Recently, people have been asking me if I am moving back to the East Coast, or more specifically, if I want to move back. It's a difficult question for me to answer. A part of me does, very much so. The very reason I left the East Coast turns out to be the reason I ponder going back. When I left, I wanted to be free, I wanted to sever the bonds that were keeping me tied to place. And I did, and it's meant everything. But I am undecided as to whether this weightless floating and this wandering is what I want forever.
It may just be the lot of those of us who could not stay in one place for whatever reason. There are more of us than there used to be, in this modern age. And I suppose that whenever I think about the question, it always comes down to home, the very concept of it. I don't really have a place I would call home. When I go back to EBF, I have a strong sense of my history and from where I came, but not of home. When I go to San Francisco, I remember fondly everything the city did for me, how it would envelope me in an embrace of fog on pensive nights. But I can't be sure I belonged there, can't be certain that going back would mean I had found my home.
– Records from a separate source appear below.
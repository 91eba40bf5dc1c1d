//! Broker-side protocol sessions.
//!
//! A [`Connection`] multiplexes [`ChannelSession`]s; each channel converts
//! messages to frames, tracks what the peer has not acknowledged, and
//! enforces consumer credit. Frames leave through a [`FrameSink`] as whole
//! [`OutboundBlock`]s so a delivery never interleaves with another
//! channel's frames.
//!
//! # Boundary
//!
//! | Call                        | Direction       | Result                       |
//! |-----------------------------|-----------------|------------------------------|
//! | `deliver`                   | queue → peer    | tag, deferred or blocked     |
//! | `get_ok`                    | queue → peer    | tag                          |
//! | `return_message`            | broker → publisher | returned or failed (never an error) |
//! | `emit_auto_close`           | broker → peer   | consumer deactivated         |
//! | `handle_ack` / `handle_reject` | peer → broker | settled deliveries         |
//! | `handle_frame`              | peer → broker   | dispatched method            |
//!
//! # Example
//!
//! ```rust,ignore
//! let broker = Broker::new(Config::default(), router)?;
//! let (conn, mut frames) = broker.connect(Subject::new("guest"));
//! conn.open_channel(1).await?;
//! conn.consume(1, queue.clone(), "c1", ConsumeOptions::default()).await?;
//! let tag = conn.deliver(message, DeliveryProperties::default(), 1, "c1").await?;
//! ```

mod channel;
mod connection;
mod returns;
mod sink;

pub use channel::{ChannelSession, ChannelState, ChannelStats, ConsumeOptions, DeliveryOutcome};
pub use connection::{Connection, InboundReport, PublishOutcome};
pub use returns::{ReturnOutcome, ReturnPath, ReturnReason, ReturnStats};
pub use sink::{ChannelSink, FrameSink, OutboundBlock};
That is when I come to the reality, which complicates things. Home, for me, is people. It really and truly is. When I am with certain people, I feel more at home wherever I happen to be geographically. It complicates things, of course, because those people are not all conveniently lumped together in a 10-mile radius of each other. So will I move to the East Coast? Perhaps. I have some sense of home there. And in Ohio. And in Pennsylvania. And in Houston. And in San Francisco. As usual, nothing can be decided just now, but the decision will become clear when it is before me. Or so I hope.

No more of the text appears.